Here, I am free (Clockwise from top) A screengrab from Animal Crossing: New Horizons; The Sims 4; Gagan Gupta and his daughter playing together; and a screengrab from Second Life Nintendo, Electronic Arts, Linden Lab  

The game, which puts you in charge of designing your virtual island and all its AI anthropomorphic animal residents, was released on Nintendo Switch in March this year, and has seen downloads by the millions. “I started playing on March 24 and I have clocked well over 350 hours in this game,” says Gagan.

“I hate to put it like this…” he explains the appeal of Animal Crossing, “but it’s like a dollhouse,” he laughs. The 42-year-old runs a gaming consultancy DTR and has been observing gaming in India for a couple of decades now.

While he agrees that it is action games such as PUBG that rule favour, the charm of virtual world building games lies in the creativity they require.

“Once you create things, you just keep wanting to go one step further in making it better. Some kind of an OCD takes over!” Gagan says.

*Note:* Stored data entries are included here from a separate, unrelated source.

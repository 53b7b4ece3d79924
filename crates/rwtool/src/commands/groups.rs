//! User group command handlers.

use std::sync::Arc;

use tabled::Tabled;

use rwtool_core::projection::{StatusFilter, project};
use rwtool_core::{Folder, GroupId, UserGroup, UserGroupDraft, validation};

use crate::cli::{GlobalOpts, GroupFields, GroupsArgs, GroupsCommand};
use crate::error::CliError;
use crate::output;

use super::CommandContext;
use super::util;

// ── Table rows ──────────────────────────────────────────────────────

#[derive(Tabled)]
struct GroupRow {
    #[tabled(rename = "ID")]
    id: String,
    #[tabled(rename = "AD Group")]
    name: String,
    #[tabled(rename = "Domain")]
    domain: String,
    #[tabled(rename = "Folders")]
    folders: String,
    #[tabled(rename = "Members")]
    members: usize,
    #[tabled(rename = "Updated")]
    updated: String,
}

fn group_row(g: &Arc<UserGroup>) -> GroupRow {
    GroupRow {
        id: g.id.to_string(),
        name: g.ad_group_name.clone(),
        domain: output::or_dash(g.associated_domain.as_deref()),
        folders: g.folder_access.join(", "),
        members: g.members.len(),
        updated: output::fmt_time(g.updated.or(g.created)),
    }
}

fn detail(g: &UserGroup) -> String {
    output::detail_lines(&[
        ("ID", g.id.to_string()),
        ("AD Group", g.ad_group_name.clone()),
        ("Domain", output::or_dash(g.associated_domain.as_deref())),
        ("Folders", g.folder_access.join(", ")),
        ("Members", g.members.join(", ")),
        ("Created", output::fmt_time(g.created)),
        ("Updated", output::fmt_time(g.updated)),
    ])
}

#[derive(Tabled)]
struct FolderRow {
    #[tabled(rename = "Folder")]
    name: String,
}

fn not_found(err: CliError, id: GroupId) -> CliError {
    err.for_resource("user group", &id.to_string(), "groups list")
}

/// Draft from flags, falling back to `base` for anything not given.
fn draft_from(fields: GroupFields, base: Option<&UserGroup>) -> UserGroupDraft {
    let keep_or = |given: Vec<String>, current: Option<&Vec<String>>| {
        if given.is_empty() {
            current.cloned().unwrap_or_default()
        } else {
            given.into_iter().map(|s| s.trim().to_owned()).collect()
        }
    };
    UserGroupDraft {
        ad_group_name: fields
            .name
            .map(|n| n.trim().to_owned())
            .or_else(|| base.map(|g| g.ad_group_name.clone()))
            .unwrap_or_default(),
        folder_access: keep_or(fields.folders, base.map(|g| &g.folder_access)),
        associated_domain: fields
            .domain
            .map(|d| d.trim().to_owned())
            .or_else(|| base.and_then(|g| g.associated_domain.clone()))
            .unwrap_or_default(),
        members: keep_or(fields.members, base.map(|g| &g.members)),
    }
}

fn print_group(global: &GlobalOpts, group: &UserGroup) {
    let out = output::render_single(&global.output, group, detail, |g| g.id.to_string());
    output::print_output(&out, global.quiet);
}

fn print_groups(global: &GlobalOpts, groups: &[Arc<UserGroup>]) {
    let out = output::render_list(&global.output, groups, group_row, |g| g.id.to_string());
    output::print_output(&out, global.quiet);
}

// ── Handler ─────────────────────────────────────────────────────────

pub async fn handle(
    args: GroupsArgs,
    ctx: &CommandContext,
    global: &GlobalOpts,
) -> Result<(), CliError> {
    let gw = &ctx.gateways.groups;

    match args.command {
        GroupsCommand::List(filter) => {
            let all: Vec<Arc<UserGroup>> =
                gw.list_groups().await?.into_iter().map(Arc::new).collect();
            let visible = project(
                &all,
                filter.search.as_deref().unwrap_or_default(),
                &StatusFilter::parse(filter.status.as_deref()),
            );
            print_groups(global, &visible);
            Ok(())
        }

        GroupsCommand::Get { id } => {
            let id = GroupId(id);
            let group = gw.get_group(id).await.map_err(|e| not_found(e.into(), id))?;
            print_group(global, &group);
            Ok(())
        }

        GroupsCommand::Create(fields) => {
            let draft = draft_from(fields, None);
            validation::user_group_draft(&draft)?;
            let created = gw.create_group(draft).await?;
            ctx.notice(global, "User group created successfully");
            print_group(global, &created);
            Ok(())
        }

        GroupsCommand::Update { id, fields } => {
            let id = GroupId(id);
            let current = gw.get_group(id).await.map_err(|e| not_found(e.into(), id))?;
            let draft = draft_from(fields, Some(&current));
            validation::user_group_draft(&draft)?;
            let updated = gw.update_group(id, draft).await?;
            ctx.notice(global, "User group updated successfully");
            print_group(global, &updated);
            Ok(())
        }

        GroupsCommand::Delete { id } => {
            let id = GroupId(id);
            util::confirm(
                &format!("Delete user group {id}? This cannot be undone."),
                "groups delete",
                global.yes,
            )?;
            gw.delete_group(id).await.map_err(|e| not_found(e.into(), id))?;
            ctx.notice(global, "User group deleted successfully");
            Ok(())
        }

        GroupsCommand::AddMember { id, email } => {
            let id = GroupId(id);
            let group = gw
                .add_member(id, email.trim().to_owned())
                .await
                .map_err(|e| not_found(e.into(), id))?;
            ctx.notice(global, &format!("Added {} to {}", email.trim(), group.ad_group_name));
            print_group(global, &group);
            Ok(())
        }

        GroupsCommand::RemoveMember { id, email } => {
            let id = GroupId(id);
            let group = gw
                .remove_member(id, email.trim().to_owned())
                .await
                .map_err(|e| not_found(e.into(), id))?;
            ctx.notice(global, &format!("Removed {} from {}", email.trim(), group.ad_group_name));
            print_group(global, &group);
            Ok(())
        }

        GroupsCommand::ForUser { email } => {
            let groups: Vec<Arc<UserGroup>> = gw
                .groups_for_user(email.trim().to_owned())
                .await?
                .into_iter()
                .map(Arc::new)
                .collect();
            print_groups(global, &groups);
            Ok(())
        }

        GroupsCommand::FoldersForUser { email } => {
            let folders = gw.folders_for_user(email.trim().to_owned()).await?;
            print_folders(global, &folders);
            Ok(())
        }
    }
}

/// Shared with `folders list`.
pub(super) fn print_folders(global: &GlobalOpts, folders: &[Folder]) {
    let out = output::render_list(
        &global.output,
        folders,
        |f| FolderRow {
            name: f.name().to_owned(),
        },
        |f| f.name().to_owned(),
    );
    output::print_output(&out, global.quiet);
}

#[cfg(test)]
mod tests {
    use super::*;

    fn fields(name: Option<&str>, folders: &[&str]) -> GroupFields {
        GroupFields {
            name: name.map(str::to_owned),
            folders: folders.iter().map(|s| (*s).to_owned()).collect(),
            domain: None,
            members: Vec::new(),
        }
    }

    #[test]
    fn update_keeps_unset_fields() {
        let current = UserGroup {
            id: GroupId(4),
            ad_group_name: "FIN-READERS".into(),
            associated_domain: Some("Finance".into()),
            folder_access: vec!["finance".into()],
            members: vec!["ann@corp.com".into()],
            created: None,
            updated: None,
        };
        let draft = draft_from(fields(None, &["finance", "ledger"]), Some(&current));
        assert_eq!(draft.ad_group_name, "FIN-READERS");
        assert_eq!(draft.associated_domain, "Finance");
        assert_eq!(draft.folder_access, vec!["finance", "ledger"]);
        assert_eq!(draft.members, vec!["ann@corp.com"]);
    }

    #[test]
    fn create_without_folders_fails_validation() {
        let draft = draft_from(fields(Some("FIN"), &[]), None);
        assert!(validation::user_group_draft(&draft).is_err());
    }
}
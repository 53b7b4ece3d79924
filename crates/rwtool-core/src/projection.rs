// ── Filtered view projection ──
//
// Derives the visible subset of a synced collection from the search
// text and status filter. Pure: never touches the controller.

use std::fmt;
use std::sync::Arc;

use crate::model::{Domain, SubscriptionRequest, UserGroup};

/// A record that can be searched and, optionally, filtered by status.
pub trait Searchable {
    /// Fields matched against the search text.
    fn search_fields(&self) -> Vec<&str>;

    /// Status compared against a concrete filter. `None` never matches one.
    fn status(&self) -> Option<&str> {
        None
    }
}

/// Case folding shared by the search and status predicates.
fn fold(s: &str) -> String {
    s.to_lowercase()
}

/// Status filter. `All` passes every record.
#[derive(Debug, Clone, Default, PartialEq, Eq)]
pub enum StatusFilter {
    #[default]
    All,
    /// Case-insensitive exact match against the record's status.
    Only(String),
}

impl StatusFilter {
    /// Parse user input: `"All"`, `"all"`, blank or absent mean `All`.
    pub fn parse(raw: Option<&str>) -> Self {
        match raw.map(str::trim) {
            None | Some("") => Self::All,
            Some(s) if s.eq_ignore_ascii_case("all") => Self::All,
            Some(s) => Self::Only(s.to_owned()),
        }
    }

    pub fn matches(&self, status: Option<&str>) -> bool {
        match self {
            Self::All => true,
            Self::Only(wanted) => status.is_some_and(|s| fold(s) == fold(wanted)),
        }
    }

    /// Step through `choices`, wrapping back to `All` after the last one.
    pub fn cycle(&self, choices: &[&str]) -> Self {
        let next = match self {
            Self::All => choices.first(),
            Self::Only(current) => choices
                .iter()
                .position(|c| fold(c) == fold(current))
                .and_then(|i| choices.get(i + 1)),
        };
        next.map_or(Self::All, |c| Self::Only((*c).to_owned()))
    }
}

impl fmt::Display for StatusFilter {
    fn fmt(&self, f: &mut fmt::Formatter<'_>) -> fmt::Result {
        match self {
            Self::All => f.write_str("All"),
            Self::Only(s) => f.write_str(s),
        }
    }
}

impl From<&str> for StatusFilter {
    fn from(raw: &str) -> Self {
        Self::parse(Some(raw))
    }
}

/// Search text and status filter as one unit of view state.
#[derive(Debug, Clone, Default, PartialEq, Eq)]
pub struct ViewFilter {
    pub search: String,
    pub status: StatusFilter,
}

/// Records whose searchable fields contain `search` and whose status
/// passes `status`. Order is preserved.
pub fn project<T: Searchable>(items: &[Arc<T>], search: &str, status: &StatusFilter) -> Vec<Arc<T>> {
    project_with(items, search, status, T::search_fields, T::status)
}

/// Like [`project`], with explicit field and status accessors for
/// records that are searched differently on different screens.
pub fn project_with<T, F, S>(
    items: &[Arc<T>],
    search: &str,
    status: &StatusFilter,
    fields: F,
    status_of: S,
) -> Vec<Arc<T>>
where
    F: Fn(&T) -> Vec<&str>,
    S: Fn(&T) -> Option<&str>,
{
    let needle = fold(search);
    items
        .iter()
        .filter(|item| {
            let item: &T = item;
            status.matches(status_of(item))
                && (needle.is_empty()
                    || fields(item)
                        .into_iter()
                        .any(|f| fold(f).contains(&needle)))
        })
        .cloned()
        .collect()
}

// ── Searchable records ───────────────────────────────────────────────

impl Searchable for Domain {
    fn search_fields(&self) -> Vec<&str> {
        vec![self.name.as_str(), self.description.as_str()]
    }
}

/// Admin queue: requester and domain.
impl Searchable for SubscriptionRequest {
    fn search_fields(&self) -> Vec<&str> {
        vec![
            self.user_name.as_str(),
            self.user_email.as_str(),
            self.domain_name.as_str(),
        ]
    }

    fn status(&self) -> Option<&str> {
        Some(self.status.as_str())
    }
}

/// Fields a subscriber searches their own requests by.
pub fn own_request_fields(r: &SubscriptionRequest) -> Vec<&str> {
    let mut fields = vec![r.domain_name.as_str()];
    if let Some(reason) = r.rejection_reason.as_deref() {
        fields.push(reason);
    }
    fields
}

impl Searchable for UserGroup {
    fn search_fields(&self) -> Vec<&str> {
        let mut fields = Vec::with_capacity(self.folder_access.len() + 1);
        fields.push(self.ad_group_name.as_str());
        fields.extend(self.folder_access.iter().map(String::as_str));
        fields
    }
}

#[cfg(test)]
mod tests {
    use pretty_assertions::assert_eq;

    use super::*;

    struct Row {
        name: &'static str,
        status: Option<&'static str>,
    }

    impl Searchable for Row {
        fn search_fields(&self) -> Vec<&str> {
            vec![self.name]
        }

        fn status(&self) -> Option<&str> {
            self.status
        }
    }

    fn rows(spec: &[(&'static str, Option<&'static str>)]) -> Vec<Arc<Row>> {
        spec.iter()
            .map(|&(name, status)| Arc::new(Row { name, status }))
            .collect()
    }

    fn names(v: &[Arc<Row>]) -> Vec<&'static str> {
        v.iter().map(|r| r.name).collect()
    }

    #[test]
    fn search_and_status_are_anded() {
        let items = rows(&[("Finance", Some("pending")), ("Credit", Some("approved"))]);
        let out = project(&items, "fin", &StatusFilter::parse(Some("approved")));
        assert!(out.is_empty());

        let out = project(&items, "fin", &StatusFilter::All);
        assert_eq!(names(&out), vec!["Finance"]);
    }

    #[test]
    fn empty_search_and_all_filter_pass_everything() {
        let items = rows(&[("A", Some("PENDING")), ("B", None)]);
        assert_eq!(names(&project(&items, "", &StatusFilter::All)), vec!["A", "B"]);
        assert_eq!(names(&project(&items, "", &"all".into())), vec!["A", "B"]);
    }

    #[test]
    fn missing_status_never_matches_concrete_filter() {
        let items = rows(&[("A", Some("pending")), ("B", None)]);
        assert_eq!(names(&project(&items, "", &"PENDING".into())), vec!["A"]);
    }

    #[test]
    fn status_filter_parsing() {
        assert_eq!(StatusFilter::parse(None), StatusFilter::All);
        assert_eq!(StatusFilter::parse(Some("")), StatusFilter::All);
        assert_eq!(StatusFilter::parse(Some("All")), StatusFilter::All);
        assert_eq!(StatusFilter::parse(Some("REJECTED")), StatusFilter::Only("REJECTED".into()));
    }

    #[test]
    fn status_match_folds_like_search() {
        let items = rows(&[("Bilan", Some("GEPRÜFT")), ("Audit", Some(" pending "))]);
        assert_eq!(names(&project(&items, "", &"geprüft".into())), vec!["Bilan"]);
        assert_eq!(names(&project(&items, "", &"pending".into())), Vec::<&str>::new());
        assert_eq!(StatusFilter::parse(Some("  pending ")), StatusFilter::Only("pending".into()));
    }

    #[test]
    fn cycle_wraps_to_all() {
        let choices = ["PENDING", "APPROVED"];
        let f = StatusFilter::All.cycle(&choices);
        assert_eq!(f, StatusFilter::Only("PENDING".into()));
        let f = f.cycle(&choices);
        assert_eq!(f, StatusFilter::Only("APPROVED".into()));
        assert_eq!(f.cycle(&choices), StatusFilter::All);
    }

    /// Every (search, filter) pair selects exactly the records a direct
    /// reading of the rule would select.
    #[test]
    fn projection_agrees_with_rule() {
        let items = rows(&[
            ("Finance", Some("pending")),
            ("finance-eu", Some("APPROVED")),
            ("Credit", Some("approved")),
            ("Risk", None),
            ("Treasury", Some("rejected")),
        ]);
        let searches = ["", "fin", "FIN", "e", "zzz", "risk"];
        let filters = ["all", "pending", "approved", "rejected", "archived"];

        for search in searches {
            for raw in filters {
                let filter = StatusFilter::parse(Some(raw));
                let expected: Vec<&str> = items
                    .iter()
                    .filter(|r| r.name.to_lowercase().contains(&search.to_lowercase()))
                    .filter(|r| {
                        raw == "all" || r.status.is_some_and(|s| s.to_lowercase() == raw)
                    })
                    .map(|r| r.name)
                    .collect();
                assert_eq!(names(&project(&items, search, &filter)), expected, "{search}/{raw}");
            }
        }
    }

    #[test]
    fn group_search_covers_folders() {
        let group = Arc::new(UserGroup {
            id: 1.into(),
            ad_group_name: "Compliance".into(),
            associated_domain: Some("Finance".into()),
            folder_access: vec!["Audit".into(), "Ledger".into()],
            members: vec![],
            created: None,
            updated: None,
        });
        let items = vec![group];
        assert_eq!(project(&items, "ledg", &StatusFilter::All).len(), 1);
        assert_eq!(project(&items, "hr", &StatusFilter::All).len(), 0);
    }
}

His own island on Animal Crossing is rated five star and features elaborate flower arrangements, a camping site and a wedding area. Gagan’s Zen garden with its pebbled paths and peaceful running water ponds has a mostly-chilled out but occasionally fire-breathing Godzilla statue.

You can trade furniture and pop culture décor items like these on various groups on community platform Discord. There are currently over five lakh people on one such group Nookazon, where you can sell and buy ACNH items through Nookmiles tickets, which can later be used to visit other AI-generated islands on the game.

The players’ personal details are kept anonymous, as many may well be in their teens. But for 17-year old A Sahiti, the draw into virtual worlds over this summer, was not socialising with friends away from school, it was building new worlds at home.

A whole new world

“I miss my house,” Sahiti half-whines, sitting in her house in Dehradun. With her laptop given away for servicing temporarily, she has been forced to take a break from designing houses on The Sims 4, a daily ritual she has been devoted to, for the past couple of months.

Just before her laptop crashed, she was in the process of making a vacation home near hot springs and forests, for college-going friends. Before that, she made a Victorian-looking house for an elderly couple living with their granddaughter, a military bunker with a secret laboratory in the basement, and a modest home for an artist couple: “He is an artist, and she is a freelance photographer,” states Sahiti, adding, “I like building families and their homes. Even in real life, each house has its own story, you know?”

Sims allows players to build their own worlds and lifelike characters   | Photo Credit: Electronic Arts

If not for the pandemic, Sahiti and her friends had big plans for the summer before they left for their colleges in different cities. The Sims 4 is a decent alternative. You can be stuck inside a 2BHK on rent and still create mansions.

“It’s the power you hold over simulations’ lives that is addictive,” she says. The knowledge that few lives, albeit pixel, depend on your management skills keeps players hooked on to virtual life simulation games. In Animal Crossing the world runs on real life time; a rainy afternoon in August is the same in the game.

In Virtual Families, on the other hand, time runs faster. You can’t go to sleep assuming your creations will too. By the time you wake up and log on again, they will have caused chaos. So you need to compensate for your absence by, say, making sure that the fridge is well stocked.

Despite demanding such commitment, games like these have many fans. And that is because, “Whatever you don’t get to do in real life, whoever you don’t get to be in real life, you get to do and be here without any consequences!” says Sahiti.

For regular players however, the freedom to live completely alternative lives does not mean a drastic change in their virtual avatars.

Whatever she may look like, Anabelle is still Bella Marcu: a hardworking and energetic woman, cheerful and sincere in her feelings.

Explains Bella, “She is my virtual representative but clearly the character and the way she presents herself is my person. It is said that in the virtual world we play a role through our avatar, but actually, people continue their way of being and thinking as in their real lives.”